*WHAT YOU SHOULD DO:* Every line below that has "limiting" in it should be copied.

(Stored data entries)

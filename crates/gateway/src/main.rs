use std::sync::Arc;

use anyhow::Context;
use axum::http::{HeaderValue, Method};
use clap::Parser;
use tower_http::cors::{AllowOrigin, CorsLayer};
use tracing_subscriber::layer::SubscriberExt;
use tracing_subscriber::util::SubscriberInitExt;
use tracing_subscriber::EnvFilter;

use opentelemetry::trace::TracerProvider as _;
use opentelemetry_otlp::WithExportConfig as _;

use sr_domain::config::{Config, CorsConfig, ObservabilityConfig};
use sr_gateway::api;
use sr_gateway::bootstrap;
use sr_gateway::cli::{Cli, Command, ConfigCommand};

#[tokio::main]
async fn main() -> anyhow::Result<()> {
    let cli = Cli::parse();

    match cli.command {
        // Default to serve when no subcommand is given.
        None | Some(Command::Serve) => {
            let (config, config_path) = sr_gateway::cli::load_config()?;
            let tracer_provider = init_tracing(&config.observability);
            tracing::info!(config = %config_path, "configuration loaded");
            run_server(Arc::new(config), tracer_provider).await
        }
        Some(Command::Config(ConfigCommand::Validate)) => {
            let (config, config_path) = sr_gateway::cli::load_config()?;
            if !sr_gateway::cli::config::validate(&config, &config_path) {
                std::process::exit(1);
            }
            Ok(())
        }
        Some(Command::Config(ConfigCommand::Show)) => {
            let (config, _config_path) = sr_gateway::cli::load_config()?;
            sr_gateway::cli::config::show(&config)
        }
        Some(Command::Ask {
            message,
            user,
            conversation,
        }) => {
            init_cli_tracing();
            let (config, _) = sr_gateway::cli::load_config()?;
            sr_gateway::cli::ask::ask(Arc::new(config), message, user, conversation).await
        }
        Some(Command::Version) => {
            println!("streamrelay {}", env!("CARGO_PKG_VERSION"));
            Ok(())
        }
    }
}

/// Initialize structured JSON tracing (only for the `serve` command).
///
/// When `otlp_endpoint` is configured, an OpenTelemetry layer is added
/// so that every `tracing` span is also exported as an OTel span via
/// OTLP/gRPC.  The returned [`SdkTracerProvider`] handle must be shut
/// down on exit to flush pending spans.
///
/// [`SdkTracerProvider`]: opentelemetry_sdk::trace::SdkTracerProvider
fn init_tracing(obs: &ObservabilityConfig) -> Option<opentelemetry_sdk::trace::SdkTracerProvider> {
    let env_filter = EnvFilter::try_from_default_env()
        .unwrap_or_else(|_| EnvFilter::new("info,sr_gateway=debug"));

    let fmt_layer = tracing_subscriber::fmt::layer().json();

    let Some(endpoint) = &obs.otlp_endpoint else {
        tracing_subscriber::registry()
            .with(env_filter)
            .with(fmt_layer)
            .init();
        return None;
    };

    let exporter = match opentelemetry_otlp::SpanExporter::builder()
        .with_tonic()
        .with_endpoint(endpoint)
        .build()
    {
        Ok(e) => e,
        Err(e) => {
            eprintln!(
                "WARNING: failed to create OTLP exporter for {endpoint}: {e}; \
                 starting without OpenTelemetry"
            );
            tracing_subscriber::registry()
                .with(env_filter)
                .with(fmt_layer)
                .init();
            return None;
        }
    };

    let resource = opentelemetry_sdk::Resource::builder()
        .with_service_name(obs.service_name.clone())
        .build();

    let tracer_provider = opentelemetry_sdk::trace::SdkTracerProvider::builder()
        .with_batch_exporter(exporter)
        .with_sampler(opentelemetry_sdk::trace::Sampler::TraceIdRatioBased(
            obs.sample_rate,
        ))
        .with_resource(resource)
        .build();

    let otel_layer =
        tracing_opentelemetry::layer().with_tracer(tracer_provider.tracer("streamrelay"));

    tracing_subscriber::registry()
        .with(env_filter)
        .with(fmt_layer)
        .with(otel_layer)
        .init();

    Some(tracer_provider)
}

/// Initialize compact stderr-only tracing for CLI one-shot commands.
///
/// Defaults to `warn` level so diagnostic output does not mix with the
/// answer on stdout.
fn init_cli_tracing() {
    tracing_subscriber::fmt()
        .with_env_filter(EnvFilter::try_from_default_env().unwrap_or_else(|_| EnvFilter::new("warn")))
        .with_writer(std::io::stderr)
        .compact()
        .init();
}

/// Start the relay server with the given configuration.
async fn run_server(
    config: Arc<Config>,
    tracer_provider: Option<opentelemetry_sdk::trace::SdkTracerProvider>,
) -> anyhow::Result<()> {
    tracing::info!("StreamRelay starting");

    // ── Build shared state & spawn the turn worker ───────────────────
    let (state, worker) = bootstrap::build_app_state(config.clone())?;

    // ── CORS layer (config-aware) ────────────────────────────────────
    let cors_layer = build_cors_layer(&config.server.cors);

    // ── Concurrency limit (backpressure protection) ──────────────────
    let max_concurrent = config.server.max_concurrent_requests.max(1);
    tracing::info!(max_concurrent, "concurrency limit set");

    // ── Rate-limit layer (per-IP token bucket via governor) ──────────
    let governor_layer = match &config.server.rate_limit {
        Some(rl) => {
            use tower_governor::governor::GovernorConfigBuilder;
            use tower_governor::GovernorLayer;

            let gov_config = GovernorConfigBuilder::default()
                .per_second(rl.requests_per_second)
                .burst_size(rl.burst_size)
                .finish()
                .context("rate_limit: requests_per_second and burst_size must be > 0")?;

            tracing::info!(
                requests_per_second = rl.requests_per_second,
                burst_size = rl.burst_size,
                "per-IP rate limiting enabled"
            );
            Some(GovernorLayer {
                config: Arc::new(gov_config),
            })
        }
        None => {
            tracing::info!("per-IP rate limiting disabled (no [server.rate_limit] in config)");
            None
        }
    };

    // ── Router ───────────────────────────────────────────────────────
    let router = api::router(state.clone())
        .layer(cors_layer)
        .layer(tower::limit::ConcurrencyLimitLayer::new(max_concurrent));
    let app = match governor_layer {
        Some(gov) => router.layer(gov).with_state(state.clone()),
        None => router.with_state(state.clone()),
    };

    // ── Bind ─────────────────────────────────────────────────────────
    let addr = format!("{}:{}", config.server.host, config.server.port);
    let listener = tokio::net::TcpListener::bind(&addr)
        .await
        .with_context(|| format!("binding to {addr}"))?;

    tracing::info!(addr = %addr, "StreamRelay listening");

    axum::serve(
        listener,
        app.into_make_service_with_connect_info::<std::net::SocketAddr>(),
    )
    .with_graceful_shutdown(shutdown_signal())
    .await
    .context("axum server error")?;

    // ── Post-shutdown ────────────────────────────────────────────────
    tracing::info!("server stopped, waiting for the in-flight turn...");
    worker.shutdown().await;

    // Flush and shut down the OTel tracer provider so pending spans
    // are exported before the process exits.
    if let Some(provider) = tracer_provider {
        if let Err(e) = provider.shutdown() {
            tracing::warn!(error = ?e, "OpenTelemetry tracer provider shutdown failed");
        }
    }

    tracing::info!("shutdown complete");

    Ok(())
}

/// Wait for SIGINT or SIGTERM, then return to trigger graceful shutdown of
/// the Axum server.
async fn shutdown_signal() {
    let ctrl_c = tokio::signal::ctrl_c();

    #[cfg(unix)]
    {
        match tokio::signal::unix::signal(tokio::signal::unix::SignalKind::terminate()) {
            Ok(mut sigterm) => {
                tokio::select! {
                    _ = ctrl_c => tracing::info!("received SIGINT, shutting down"),
                    _ = sigterm.recv() => tracing::info!("received SIGTERM, shutting down"),
                }
            }
            Err(e) => {
                tracing::warn!(error = %e, "failed to register SIGTERM handler");
                let _ = ctrl_c.await;
                tracing::info!("received SIGINT, shutting down");
            }
        }
    }

    #[cfg(not(unix))]
    {
        let _ = ctrl_c.await;
        tracing::info!("received SIGINT, shutting down");
    }
}

/// Build a [`CorsLayer`] from the configured allowed origins.
///
/// Origins may contain a trailing `*` wildcard for the port segment
/// (e.g. `http://localhost:*`). These are expanded into a predicate that
/// matches any port on that host.  A literal `"*"` allows all origins
/// (not recommended for production).
fn build_cors_layer(cors: &CorsConfig) -> CorsLayer {
    use axum::http::header;

    let methods = [Method::GET, Method::POST, Method::OPTIONS];
    let headers = [header::CONTENT_TYPE, header::AUTHORIZATION];

    // allow_credentials is incompatible with wildcard origins.
    if cors.allowed_origins.len() == 1 && cors.allowed_origins[0] == "*" {
        tracing::warn!("CORS configured with wildcard \"*\"; all origins allowed");
        return CorsLayer::new()
            .allow_origin(tower_http::cors::Any)
            .allow_methods(methods)
            .allow_headers(headers);
    }

    // Partition into exact origins and wildcard-port patterns.
    let mut exact: Vec<HeaderValue> = Vec::new();
    let mut wildcard_prefixes: Vec<String> = Vec::new();

    for origin in &cors.allowed_origins {
        if origin.ends_with(":*") {
            wildcard_prefixes.push(origin.trim_end_matches('*').to_owned());
        } else if let Ok(hv) = origin.parse::<HeaderValue>() {
            exact.push(hv);
        } else {
            tracing::warn!(origin = %origin, "invalid CORS origin, skipping");
        }
    }

    let allow_origin = if wildcard_prefixes.is_empty() {
        AllowOrigin::list(exact)
    } else {
        AllowOrigin::predicate(move |origin, _| {
            if exact.iter().any(|e| e.as_bytes() == origin.as_bytes()) {
                return true;
            }
            let origin_str = origin.to_str().unwrap_or("");
            wildcard_prefixes.iter().any(|prefix| {
                origin_str
                    .strip_prefix(prefix.as_str())
                    .is_some_and(|port| !port.is_empty() && port.chars().all(|c| c.is_ascii_digit()))
            })
        })
    };

    CorsLayer::new()
        .allow_origin(allow_origin)
        .allow_methods(methods)
        .allow_headers(headers)
        .allow_credentials(true)
}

*RESPONSE FOR THIS EXERCISE:*
                "per-IP rate limiting enabled"
            tracing::info!("per-IP rate limiting disabled (no [server.rate_limit] in config)");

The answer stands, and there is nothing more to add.